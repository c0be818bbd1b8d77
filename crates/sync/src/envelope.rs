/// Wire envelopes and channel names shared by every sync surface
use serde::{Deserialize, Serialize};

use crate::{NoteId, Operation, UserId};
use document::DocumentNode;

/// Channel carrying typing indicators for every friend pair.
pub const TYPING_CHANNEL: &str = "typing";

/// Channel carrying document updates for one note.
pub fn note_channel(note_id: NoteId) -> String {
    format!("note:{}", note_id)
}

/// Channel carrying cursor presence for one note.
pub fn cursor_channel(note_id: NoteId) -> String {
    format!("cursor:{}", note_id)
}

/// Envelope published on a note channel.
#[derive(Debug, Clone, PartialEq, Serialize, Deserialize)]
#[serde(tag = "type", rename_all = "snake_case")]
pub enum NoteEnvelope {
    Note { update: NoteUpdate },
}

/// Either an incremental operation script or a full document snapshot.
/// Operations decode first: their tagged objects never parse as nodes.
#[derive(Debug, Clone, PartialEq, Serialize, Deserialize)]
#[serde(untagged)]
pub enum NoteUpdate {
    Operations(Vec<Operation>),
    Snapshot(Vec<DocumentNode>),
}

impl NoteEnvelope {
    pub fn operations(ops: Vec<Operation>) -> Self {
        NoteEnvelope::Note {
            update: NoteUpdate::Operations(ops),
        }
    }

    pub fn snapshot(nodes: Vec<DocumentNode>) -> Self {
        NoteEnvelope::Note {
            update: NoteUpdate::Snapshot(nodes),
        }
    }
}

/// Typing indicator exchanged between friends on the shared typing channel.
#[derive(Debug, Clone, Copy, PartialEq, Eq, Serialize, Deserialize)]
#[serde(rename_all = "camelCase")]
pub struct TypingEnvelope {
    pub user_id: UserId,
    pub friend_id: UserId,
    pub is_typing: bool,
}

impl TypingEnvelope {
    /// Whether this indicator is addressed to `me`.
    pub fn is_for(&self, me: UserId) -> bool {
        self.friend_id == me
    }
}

----------------------------------------

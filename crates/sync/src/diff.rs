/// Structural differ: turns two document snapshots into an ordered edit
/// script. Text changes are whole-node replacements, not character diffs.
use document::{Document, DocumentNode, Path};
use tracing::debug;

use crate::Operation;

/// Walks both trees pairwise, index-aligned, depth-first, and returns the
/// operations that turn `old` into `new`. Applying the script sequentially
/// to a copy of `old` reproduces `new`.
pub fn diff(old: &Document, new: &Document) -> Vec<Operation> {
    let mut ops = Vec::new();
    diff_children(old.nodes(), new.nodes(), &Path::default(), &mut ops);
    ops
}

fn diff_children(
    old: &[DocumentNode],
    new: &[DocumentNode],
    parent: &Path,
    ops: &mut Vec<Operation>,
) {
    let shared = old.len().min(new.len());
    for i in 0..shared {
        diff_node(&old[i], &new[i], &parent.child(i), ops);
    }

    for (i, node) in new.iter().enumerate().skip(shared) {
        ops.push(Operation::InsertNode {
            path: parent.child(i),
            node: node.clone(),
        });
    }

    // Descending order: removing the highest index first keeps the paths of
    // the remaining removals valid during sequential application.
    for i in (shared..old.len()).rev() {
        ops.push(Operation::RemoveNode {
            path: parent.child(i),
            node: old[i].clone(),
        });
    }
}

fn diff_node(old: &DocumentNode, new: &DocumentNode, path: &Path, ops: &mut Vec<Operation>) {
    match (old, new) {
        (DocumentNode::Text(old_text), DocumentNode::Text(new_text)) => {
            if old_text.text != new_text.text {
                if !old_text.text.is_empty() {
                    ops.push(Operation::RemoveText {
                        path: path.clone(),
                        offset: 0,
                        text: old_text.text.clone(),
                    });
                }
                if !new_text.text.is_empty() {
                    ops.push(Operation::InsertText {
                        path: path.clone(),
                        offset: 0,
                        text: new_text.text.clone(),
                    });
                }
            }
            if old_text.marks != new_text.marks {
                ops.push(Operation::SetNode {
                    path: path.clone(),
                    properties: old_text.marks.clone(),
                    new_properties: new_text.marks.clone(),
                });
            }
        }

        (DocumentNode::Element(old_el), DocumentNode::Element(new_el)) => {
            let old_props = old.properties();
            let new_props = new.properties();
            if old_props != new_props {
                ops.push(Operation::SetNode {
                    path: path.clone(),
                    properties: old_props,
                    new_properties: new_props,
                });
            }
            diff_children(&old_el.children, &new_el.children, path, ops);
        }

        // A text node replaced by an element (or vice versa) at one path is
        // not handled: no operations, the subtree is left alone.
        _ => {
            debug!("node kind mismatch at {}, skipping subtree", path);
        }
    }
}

----------------------------------------

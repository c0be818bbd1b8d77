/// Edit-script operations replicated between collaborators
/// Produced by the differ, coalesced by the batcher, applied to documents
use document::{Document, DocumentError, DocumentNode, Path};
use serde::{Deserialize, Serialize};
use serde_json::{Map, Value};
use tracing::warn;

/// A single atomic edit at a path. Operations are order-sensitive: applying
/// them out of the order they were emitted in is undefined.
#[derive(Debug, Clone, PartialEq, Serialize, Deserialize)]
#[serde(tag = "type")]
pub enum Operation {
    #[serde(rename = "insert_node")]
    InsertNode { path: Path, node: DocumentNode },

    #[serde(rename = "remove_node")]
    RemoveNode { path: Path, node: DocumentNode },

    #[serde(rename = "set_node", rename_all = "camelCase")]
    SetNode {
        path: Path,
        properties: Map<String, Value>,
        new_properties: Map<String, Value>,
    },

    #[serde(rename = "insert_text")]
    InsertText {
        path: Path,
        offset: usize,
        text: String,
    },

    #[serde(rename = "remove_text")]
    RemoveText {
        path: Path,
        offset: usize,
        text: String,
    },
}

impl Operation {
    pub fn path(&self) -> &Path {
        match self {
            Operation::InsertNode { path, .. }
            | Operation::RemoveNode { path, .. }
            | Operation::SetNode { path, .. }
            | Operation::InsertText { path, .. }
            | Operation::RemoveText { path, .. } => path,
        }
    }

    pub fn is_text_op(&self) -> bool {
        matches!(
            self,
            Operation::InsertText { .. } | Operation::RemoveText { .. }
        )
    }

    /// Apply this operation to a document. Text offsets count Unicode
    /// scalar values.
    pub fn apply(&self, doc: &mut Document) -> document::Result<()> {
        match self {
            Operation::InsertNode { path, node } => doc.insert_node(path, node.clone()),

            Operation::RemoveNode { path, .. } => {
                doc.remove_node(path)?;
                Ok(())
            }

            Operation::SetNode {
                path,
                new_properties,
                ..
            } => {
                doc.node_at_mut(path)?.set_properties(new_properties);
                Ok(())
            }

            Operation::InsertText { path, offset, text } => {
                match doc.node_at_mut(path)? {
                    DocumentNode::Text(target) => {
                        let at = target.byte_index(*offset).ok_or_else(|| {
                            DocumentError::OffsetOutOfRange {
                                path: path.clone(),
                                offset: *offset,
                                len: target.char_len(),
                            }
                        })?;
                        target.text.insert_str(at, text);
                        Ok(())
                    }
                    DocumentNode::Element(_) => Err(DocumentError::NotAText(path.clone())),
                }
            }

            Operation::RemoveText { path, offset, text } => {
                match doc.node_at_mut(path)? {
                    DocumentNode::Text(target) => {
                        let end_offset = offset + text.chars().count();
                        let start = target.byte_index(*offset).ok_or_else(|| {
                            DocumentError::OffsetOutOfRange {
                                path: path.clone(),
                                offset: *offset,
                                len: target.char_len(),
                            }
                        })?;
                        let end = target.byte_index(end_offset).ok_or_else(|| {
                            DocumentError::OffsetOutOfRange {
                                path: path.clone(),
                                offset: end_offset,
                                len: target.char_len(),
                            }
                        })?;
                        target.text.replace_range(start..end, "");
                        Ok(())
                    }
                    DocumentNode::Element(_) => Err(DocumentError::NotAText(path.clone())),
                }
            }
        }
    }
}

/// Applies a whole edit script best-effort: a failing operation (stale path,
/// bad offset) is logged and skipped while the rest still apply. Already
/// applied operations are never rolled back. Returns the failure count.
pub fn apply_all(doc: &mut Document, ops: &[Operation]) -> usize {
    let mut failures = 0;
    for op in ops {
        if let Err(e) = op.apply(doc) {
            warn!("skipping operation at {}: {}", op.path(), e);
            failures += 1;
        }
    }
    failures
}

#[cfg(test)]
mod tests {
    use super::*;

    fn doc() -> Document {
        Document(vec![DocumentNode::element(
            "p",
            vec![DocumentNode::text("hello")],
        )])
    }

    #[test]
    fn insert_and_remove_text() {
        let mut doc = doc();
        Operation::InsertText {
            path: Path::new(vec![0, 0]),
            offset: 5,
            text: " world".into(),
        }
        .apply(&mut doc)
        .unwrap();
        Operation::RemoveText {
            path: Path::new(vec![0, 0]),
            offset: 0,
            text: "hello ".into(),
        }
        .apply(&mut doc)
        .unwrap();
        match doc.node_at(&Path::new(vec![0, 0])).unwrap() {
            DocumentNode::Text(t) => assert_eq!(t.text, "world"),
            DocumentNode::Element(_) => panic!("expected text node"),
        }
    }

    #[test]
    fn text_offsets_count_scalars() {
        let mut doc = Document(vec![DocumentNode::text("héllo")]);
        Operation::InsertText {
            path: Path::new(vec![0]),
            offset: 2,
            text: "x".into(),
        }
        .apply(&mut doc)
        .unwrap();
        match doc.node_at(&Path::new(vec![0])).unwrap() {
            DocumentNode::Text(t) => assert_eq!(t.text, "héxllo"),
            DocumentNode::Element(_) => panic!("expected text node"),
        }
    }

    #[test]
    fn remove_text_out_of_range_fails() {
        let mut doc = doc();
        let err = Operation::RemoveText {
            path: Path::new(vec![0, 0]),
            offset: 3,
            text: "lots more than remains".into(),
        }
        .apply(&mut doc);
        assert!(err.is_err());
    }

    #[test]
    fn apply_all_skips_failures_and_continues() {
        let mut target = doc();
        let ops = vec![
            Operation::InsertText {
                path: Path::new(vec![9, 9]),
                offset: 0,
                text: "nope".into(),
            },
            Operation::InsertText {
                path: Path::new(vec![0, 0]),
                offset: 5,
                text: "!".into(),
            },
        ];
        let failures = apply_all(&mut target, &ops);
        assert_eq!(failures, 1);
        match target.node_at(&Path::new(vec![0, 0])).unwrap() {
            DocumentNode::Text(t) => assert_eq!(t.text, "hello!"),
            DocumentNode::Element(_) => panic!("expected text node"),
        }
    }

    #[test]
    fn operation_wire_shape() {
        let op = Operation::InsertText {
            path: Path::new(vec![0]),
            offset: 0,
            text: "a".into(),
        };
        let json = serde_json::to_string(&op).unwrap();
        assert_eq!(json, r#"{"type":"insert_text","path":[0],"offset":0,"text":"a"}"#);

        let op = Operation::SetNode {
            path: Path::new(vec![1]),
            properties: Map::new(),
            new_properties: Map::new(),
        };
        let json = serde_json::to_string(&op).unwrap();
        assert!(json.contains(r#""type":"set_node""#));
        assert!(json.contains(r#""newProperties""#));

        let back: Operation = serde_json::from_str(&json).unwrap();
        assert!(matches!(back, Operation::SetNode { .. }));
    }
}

----------------------------------------

YOUR GOAL:
Note how many lines in the data above have the string "skipping" in them, and give that number by itself.

RESPONSE AREA:
2